**WHAT YOU NEED TO DO**
The answer must consist of every line from the entries that holds the word "Narrow".

**RAW DATA**
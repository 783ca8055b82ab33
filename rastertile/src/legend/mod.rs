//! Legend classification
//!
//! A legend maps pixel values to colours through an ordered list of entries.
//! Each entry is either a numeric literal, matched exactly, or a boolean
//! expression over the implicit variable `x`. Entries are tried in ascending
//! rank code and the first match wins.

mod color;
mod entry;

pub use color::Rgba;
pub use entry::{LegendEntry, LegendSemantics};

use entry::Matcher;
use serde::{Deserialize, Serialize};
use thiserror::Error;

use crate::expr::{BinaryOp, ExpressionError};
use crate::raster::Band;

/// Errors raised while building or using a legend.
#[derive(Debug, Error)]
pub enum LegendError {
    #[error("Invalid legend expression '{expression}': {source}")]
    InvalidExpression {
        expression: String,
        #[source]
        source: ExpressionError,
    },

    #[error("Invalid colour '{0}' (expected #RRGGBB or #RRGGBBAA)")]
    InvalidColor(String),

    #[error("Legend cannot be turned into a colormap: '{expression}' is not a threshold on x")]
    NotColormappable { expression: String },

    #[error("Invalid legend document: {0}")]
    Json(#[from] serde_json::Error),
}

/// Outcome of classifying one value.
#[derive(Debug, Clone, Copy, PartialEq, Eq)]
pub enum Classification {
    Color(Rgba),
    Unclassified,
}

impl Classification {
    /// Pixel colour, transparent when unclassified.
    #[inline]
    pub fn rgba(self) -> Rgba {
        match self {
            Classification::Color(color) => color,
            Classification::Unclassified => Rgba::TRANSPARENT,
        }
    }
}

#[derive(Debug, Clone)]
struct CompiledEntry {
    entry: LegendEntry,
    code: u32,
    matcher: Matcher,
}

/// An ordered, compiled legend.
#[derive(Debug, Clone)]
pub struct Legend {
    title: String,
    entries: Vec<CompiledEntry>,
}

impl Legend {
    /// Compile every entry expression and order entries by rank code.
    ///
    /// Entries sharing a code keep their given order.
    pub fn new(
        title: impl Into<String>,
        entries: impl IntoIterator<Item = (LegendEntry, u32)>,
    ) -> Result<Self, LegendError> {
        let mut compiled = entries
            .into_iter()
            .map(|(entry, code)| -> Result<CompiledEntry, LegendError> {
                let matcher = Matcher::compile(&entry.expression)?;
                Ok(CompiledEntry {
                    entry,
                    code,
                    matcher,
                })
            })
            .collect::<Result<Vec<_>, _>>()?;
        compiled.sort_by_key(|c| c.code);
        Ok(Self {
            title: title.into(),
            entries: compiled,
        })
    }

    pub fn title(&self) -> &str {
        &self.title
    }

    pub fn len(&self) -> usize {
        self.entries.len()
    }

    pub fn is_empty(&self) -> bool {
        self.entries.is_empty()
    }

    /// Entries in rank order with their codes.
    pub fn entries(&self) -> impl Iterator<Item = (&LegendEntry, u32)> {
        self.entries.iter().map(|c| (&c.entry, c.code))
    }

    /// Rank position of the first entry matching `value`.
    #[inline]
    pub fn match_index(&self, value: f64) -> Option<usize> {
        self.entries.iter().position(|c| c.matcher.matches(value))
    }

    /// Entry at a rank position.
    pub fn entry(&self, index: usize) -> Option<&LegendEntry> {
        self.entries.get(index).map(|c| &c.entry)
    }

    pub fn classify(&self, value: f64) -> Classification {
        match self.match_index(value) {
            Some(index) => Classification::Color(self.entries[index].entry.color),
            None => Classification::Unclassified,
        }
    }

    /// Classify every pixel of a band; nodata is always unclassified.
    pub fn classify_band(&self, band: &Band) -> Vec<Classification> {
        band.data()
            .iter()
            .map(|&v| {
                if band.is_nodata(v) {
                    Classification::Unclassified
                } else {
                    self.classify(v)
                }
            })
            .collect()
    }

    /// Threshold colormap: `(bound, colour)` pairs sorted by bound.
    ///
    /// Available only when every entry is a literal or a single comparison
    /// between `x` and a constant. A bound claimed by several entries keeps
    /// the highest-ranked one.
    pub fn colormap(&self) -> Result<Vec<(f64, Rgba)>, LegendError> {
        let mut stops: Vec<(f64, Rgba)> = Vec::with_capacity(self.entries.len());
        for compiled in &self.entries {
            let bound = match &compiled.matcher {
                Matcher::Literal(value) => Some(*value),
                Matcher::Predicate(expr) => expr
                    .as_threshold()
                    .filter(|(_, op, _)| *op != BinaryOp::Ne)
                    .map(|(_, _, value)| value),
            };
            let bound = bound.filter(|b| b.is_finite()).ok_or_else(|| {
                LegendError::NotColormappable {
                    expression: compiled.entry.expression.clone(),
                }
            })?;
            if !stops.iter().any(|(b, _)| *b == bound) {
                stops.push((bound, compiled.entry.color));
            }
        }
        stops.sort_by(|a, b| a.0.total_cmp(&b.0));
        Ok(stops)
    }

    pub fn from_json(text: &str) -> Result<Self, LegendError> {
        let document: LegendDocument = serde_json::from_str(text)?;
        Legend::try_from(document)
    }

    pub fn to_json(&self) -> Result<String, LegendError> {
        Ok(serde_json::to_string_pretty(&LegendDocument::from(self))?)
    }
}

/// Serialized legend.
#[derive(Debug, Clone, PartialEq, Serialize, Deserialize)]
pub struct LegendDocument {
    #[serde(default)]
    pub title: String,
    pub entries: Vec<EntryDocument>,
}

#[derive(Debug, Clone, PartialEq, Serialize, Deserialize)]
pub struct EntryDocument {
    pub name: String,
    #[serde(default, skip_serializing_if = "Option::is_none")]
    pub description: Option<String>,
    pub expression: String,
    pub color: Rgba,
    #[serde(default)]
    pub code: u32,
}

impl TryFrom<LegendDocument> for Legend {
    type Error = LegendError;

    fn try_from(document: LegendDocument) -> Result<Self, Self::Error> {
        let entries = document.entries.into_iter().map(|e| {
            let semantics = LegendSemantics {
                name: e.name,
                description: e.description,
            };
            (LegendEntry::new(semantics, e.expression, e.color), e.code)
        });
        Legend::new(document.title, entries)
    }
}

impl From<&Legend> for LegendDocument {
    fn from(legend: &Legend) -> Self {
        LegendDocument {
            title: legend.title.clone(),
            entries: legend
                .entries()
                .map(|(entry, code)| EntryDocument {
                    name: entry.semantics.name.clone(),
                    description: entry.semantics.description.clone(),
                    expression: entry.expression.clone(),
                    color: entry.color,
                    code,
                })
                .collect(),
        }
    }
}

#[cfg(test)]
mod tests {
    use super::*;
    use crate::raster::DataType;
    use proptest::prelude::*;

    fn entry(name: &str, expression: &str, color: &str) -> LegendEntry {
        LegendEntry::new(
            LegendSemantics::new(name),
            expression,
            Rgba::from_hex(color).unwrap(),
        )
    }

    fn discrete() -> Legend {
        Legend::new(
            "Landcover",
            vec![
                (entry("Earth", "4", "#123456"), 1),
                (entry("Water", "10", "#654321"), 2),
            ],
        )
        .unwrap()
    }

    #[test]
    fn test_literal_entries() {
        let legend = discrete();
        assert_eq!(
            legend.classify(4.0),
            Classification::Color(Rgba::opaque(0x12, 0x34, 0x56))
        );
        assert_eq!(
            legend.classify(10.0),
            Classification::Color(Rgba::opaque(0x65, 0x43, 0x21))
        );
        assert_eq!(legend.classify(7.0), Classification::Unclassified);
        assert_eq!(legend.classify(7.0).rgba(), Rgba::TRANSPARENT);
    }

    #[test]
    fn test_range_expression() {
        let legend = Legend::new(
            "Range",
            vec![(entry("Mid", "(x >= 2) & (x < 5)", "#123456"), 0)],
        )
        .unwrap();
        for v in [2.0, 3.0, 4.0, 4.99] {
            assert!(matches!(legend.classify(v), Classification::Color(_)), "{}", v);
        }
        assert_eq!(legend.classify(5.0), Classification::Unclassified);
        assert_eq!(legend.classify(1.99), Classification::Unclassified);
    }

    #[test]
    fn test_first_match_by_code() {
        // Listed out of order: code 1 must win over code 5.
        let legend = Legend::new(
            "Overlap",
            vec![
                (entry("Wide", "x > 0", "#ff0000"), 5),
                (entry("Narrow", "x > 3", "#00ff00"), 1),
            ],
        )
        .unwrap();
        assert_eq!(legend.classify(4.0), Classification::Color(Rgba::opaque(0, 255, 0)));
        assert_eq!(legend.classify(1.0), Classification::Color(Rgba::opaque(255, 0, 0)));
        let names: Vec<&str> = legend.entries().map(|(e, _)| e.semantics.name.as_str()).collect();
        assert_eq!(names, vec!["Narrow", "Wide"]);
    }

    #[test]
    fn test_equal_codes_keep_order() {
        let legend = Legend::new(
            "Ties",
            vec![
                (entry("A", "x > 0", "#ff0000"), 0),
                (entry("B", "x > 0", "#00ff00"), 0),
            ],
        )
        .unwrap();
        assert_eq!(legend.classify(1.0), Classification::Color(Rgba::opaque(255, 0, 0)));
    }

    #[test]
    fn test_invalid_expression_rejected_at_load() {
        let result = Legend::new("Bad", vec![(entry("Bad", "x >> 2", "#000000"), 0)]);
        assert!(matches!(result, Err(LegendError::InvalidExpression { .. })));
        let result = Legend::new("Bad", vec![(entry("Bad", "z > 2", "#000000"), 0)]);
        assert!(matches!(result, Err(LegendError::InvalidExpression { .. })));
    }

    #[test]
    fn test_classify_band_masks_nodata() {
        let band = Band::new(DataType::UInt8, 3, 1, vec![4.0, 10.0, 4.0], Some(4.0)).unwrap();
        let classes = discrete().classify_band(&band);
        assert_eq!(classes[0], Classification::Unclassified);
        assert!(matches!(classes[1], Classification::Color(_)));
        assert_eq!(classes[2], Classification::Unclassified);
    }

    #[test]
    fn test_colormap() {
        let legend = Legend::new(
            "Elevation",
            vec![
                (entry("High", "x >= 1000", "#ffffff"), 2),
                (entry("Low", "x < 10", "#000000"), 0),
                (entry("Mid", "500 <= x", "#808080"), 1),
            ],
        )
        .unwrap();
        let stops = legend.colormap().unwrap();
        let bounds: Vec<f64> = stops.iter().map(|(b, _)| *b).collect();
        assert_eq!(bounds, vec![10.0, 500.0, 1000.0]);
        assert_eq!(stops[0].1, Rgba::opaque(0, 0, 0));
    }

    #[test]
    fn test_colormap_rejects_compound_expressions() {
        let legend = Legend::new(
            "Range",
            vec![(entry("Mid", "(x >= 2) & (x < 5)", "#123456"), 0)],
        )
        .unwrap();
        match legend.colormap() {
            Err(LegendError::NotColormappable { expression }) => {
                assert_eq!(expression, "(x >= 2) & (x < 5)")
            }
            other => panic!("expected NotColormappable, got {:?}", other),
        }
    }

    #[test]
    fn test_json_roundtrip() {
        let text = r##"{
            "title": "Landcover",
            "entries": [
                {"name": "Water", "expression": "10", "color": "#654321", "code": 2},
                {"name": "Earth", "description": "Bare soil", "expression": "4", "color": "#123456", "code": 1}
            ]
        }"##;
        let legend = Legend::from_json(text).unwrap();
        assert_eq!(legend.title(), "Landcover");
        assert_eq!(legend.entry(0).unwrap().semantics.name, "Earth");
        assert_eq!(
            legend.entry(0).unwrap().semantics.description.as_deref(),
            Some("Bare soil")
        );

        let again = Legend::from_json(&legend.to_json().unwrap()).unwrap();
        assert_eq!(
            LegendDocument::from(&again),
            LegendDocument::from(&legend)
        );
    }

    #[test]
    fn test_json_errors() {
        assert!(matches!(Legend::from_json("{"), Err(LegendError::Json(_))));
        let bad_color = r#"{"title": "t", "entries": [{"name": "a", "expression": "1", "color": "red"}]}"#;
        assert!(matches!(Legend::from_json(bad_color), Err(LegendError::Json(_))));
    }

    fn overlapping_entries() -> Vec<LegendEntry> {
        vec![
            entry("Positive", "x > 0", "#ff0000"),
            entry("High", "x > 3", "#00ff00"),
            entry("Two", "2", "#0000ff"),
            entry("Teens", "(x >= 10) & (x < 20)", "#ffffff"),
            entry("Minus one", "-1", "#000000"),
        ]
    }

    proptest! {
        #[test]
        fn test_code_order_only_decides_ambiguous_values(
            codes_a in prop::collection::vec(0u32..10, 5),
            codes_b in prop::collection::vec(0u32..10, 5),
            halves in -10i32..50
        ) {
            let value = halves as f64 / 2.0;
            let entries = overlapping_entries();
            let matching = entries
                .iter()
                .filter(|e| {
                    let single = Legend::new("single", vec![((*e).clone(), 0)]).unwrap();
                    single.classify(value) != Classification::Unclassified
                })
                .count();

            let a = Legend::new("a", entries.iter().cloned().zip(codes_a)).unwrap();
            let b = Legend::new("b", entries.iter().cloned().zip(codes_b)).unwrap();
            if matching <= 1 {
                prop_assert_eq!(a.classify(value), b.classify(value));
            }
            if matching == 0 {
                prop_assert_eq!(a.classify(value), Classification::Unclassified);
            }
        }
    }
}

**TASK ANSWER**
                (entry("Narrow", "x > 3", "#00ff00"), 1),
        assert_eq!(names, vec!["Narrow", "Wide"]);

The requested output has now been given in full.